**YOUR ASSIGNMENT**
Search the data for "UpstreamClient". Each line containing it is to be copied.

BEGIN TASK MATERIAL

//! Plain-HTTP capture and forward (§4.3.2).

use std::sync::Arc;

use bytes::Bytes;
use chrono::Utc;
use http::{HeaderMap, Request, Response, StatusCode};
use http_body_util::Full;
use hyper::body::Incoming;
use tracing::{info, warn};

use super::ProxyInputs;
use super::capture::{self, CapturedRequest, CapturedResponse};
use super::client::UpstreamClient;
use crate::error::ProxyError;
use crate::model::{CapturedExchange, ExchangeId};

pub async fn handle(
	inputs: &ProxyInputs,
	client: &UpstreamClient,
	req: Request<Incoming>,
	scheme_from_transport: &str,
) -> Response<Full<Bytes>> {
	let captured = match capture::read_request(req, scheme_from_transport, inputs.max_body_bytes).await {
		Ok(c) => c,
		Err(e) => return error_response(&e),
	};

	let id = ExchangeId::next();
	let method = captured.canonical.method.clone();
	let host = captured.canonical.host.clone();

	let exchange = CapturedExchange {
		id: id.clone(),
		captured_at: Utc::now(),
		request: captured.canonical.clone(),
		response: None,
	};

	if let Err(e) = inputs.store.save(exchange).await {
		warn!(%id, %method, %host, error = %e, "capture save failed");
		return error_response(&ProxyError::Store(e));
	}

	let upstream_req = match build_upstream_request(captured) {
		Ok(r) => r,
		Err(e) => {
			info!(%id, %method, %host, outcome = "malformed", "plain capture");
			return error_response(&e);
		},
	};

	let resp = match client.send(upstream_req, inputs.upstream_timeout).await {
		Ok(r) => r,
		Err(e) => {
			warn!(%id, %method, %host, error = %e, "upstream dispatch failed");
			info!(%id, %method, %host, outcome = "upstream_error", "plain capture");
			// The exchange stays persisted with no response (P2); nothing
			// else to undo.
			return error_response(&e);
		},
	};

	let captured_resp = match capture::read_response(resp, inputs.max_body_bytes).await {
		Ok(r) => r,
		Err(e) => return error_response(&e),
	};

	if let Err(e) = inputs.store.update_response(&id, captured_resp.canonical.clone()).await {
		warn!(%id, error = %e, "update_response failed");
		return error_response(&ProxyError::Store(e));
	}

	info!(%id, %method, %host, outcome = "ok", "plain capture");
	build_client_response(captured_resp)
}

fn build_upstream_request(captured: CapturedRequest) -> Result<Request<Full<Bytes>>, ProxyError> {
	let CapturedRequest { canonical, mut parts } = captured;

	if parts.uri.scheme().is_none() {
		let rebuilt = format!("http://{}", parts.uri);
		parts.uri = rebuilt
			.parse()
			.map_err(|e| ProxyError::UpstreamError(format!("invalid request target: {e}")))?;
	}

	let headers: HeaderMap = capture::strip_hop_by_hop(&parts.headers);
	parts.headers = headers;

	Ok(Request::from_parts(parts, Full::new(Bytes::from(canonical.raw_body))))
}

pub(super) fn build_client_response(captured: CapturedResponse) -> Response<Full<Bytes>> {
	let mut builder = Response::builder().status(captured.canonical.status_code);
	if let Some(headers) = builder.headers_mut() {
		for (name, value) in headers_from_param_map(&captured.canonical.headers) {
			headers.append(name, value);
		}
	}
	builder
		.body(Full::new(captured.wire_body))
		.unwrap_or_else(|_| Response::new(Full::new(Bytes::new())))
}

pub(super) fn headers_from_param_map(
	map: &crate::model::ParamMap,
) -> impl Iterator<Item = (http::HeaderName, http::HeaderValue)> + '_ {
	map.iter().filter_map(|(k, v)| {
		let name = http::HeaderName::try_from(k.as_str()).ok()?;
		let value = http::HeaderValue::from_str(v).ok()?;
		Some((name, value))
	})
}

pub(super) fn error_response(err: &ProxyError) -> Response<Full<Bytes>> {
	let status = match err {
		ProxyError::UpstreamError(_) | ProxyError::UpstreamTimeout => StatusCode::BAD_GATEWAY,
		ProxyError::Store(_) => StatusCode::INTERNAL_SERVER_ERROR,
		ProxyError::Cert(_) => StatusCode::BAD_GATEWAY,
		ProxyError::BodyTooLarge => StatusCode::PAYLOAD_TOO_LARGE,
		ProxyError::ClientDisconnect => StatusCode::BAD_GATEWAY,
	};
	Response::builder()
		.status(status)
		.header(http::header::CONTENT_TYPE, "text/plain; charset=utf-8")
		.body(Full::new(Bytes::from(format!("{err}\n"))))
		.unwrap_or_else(|_| Response::new(Full::new(Bytes::new())))
}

END TASK MATERIAL

**TASK RESULT**
use super::client::UpstreamClient;
	client: &UpstreamClient,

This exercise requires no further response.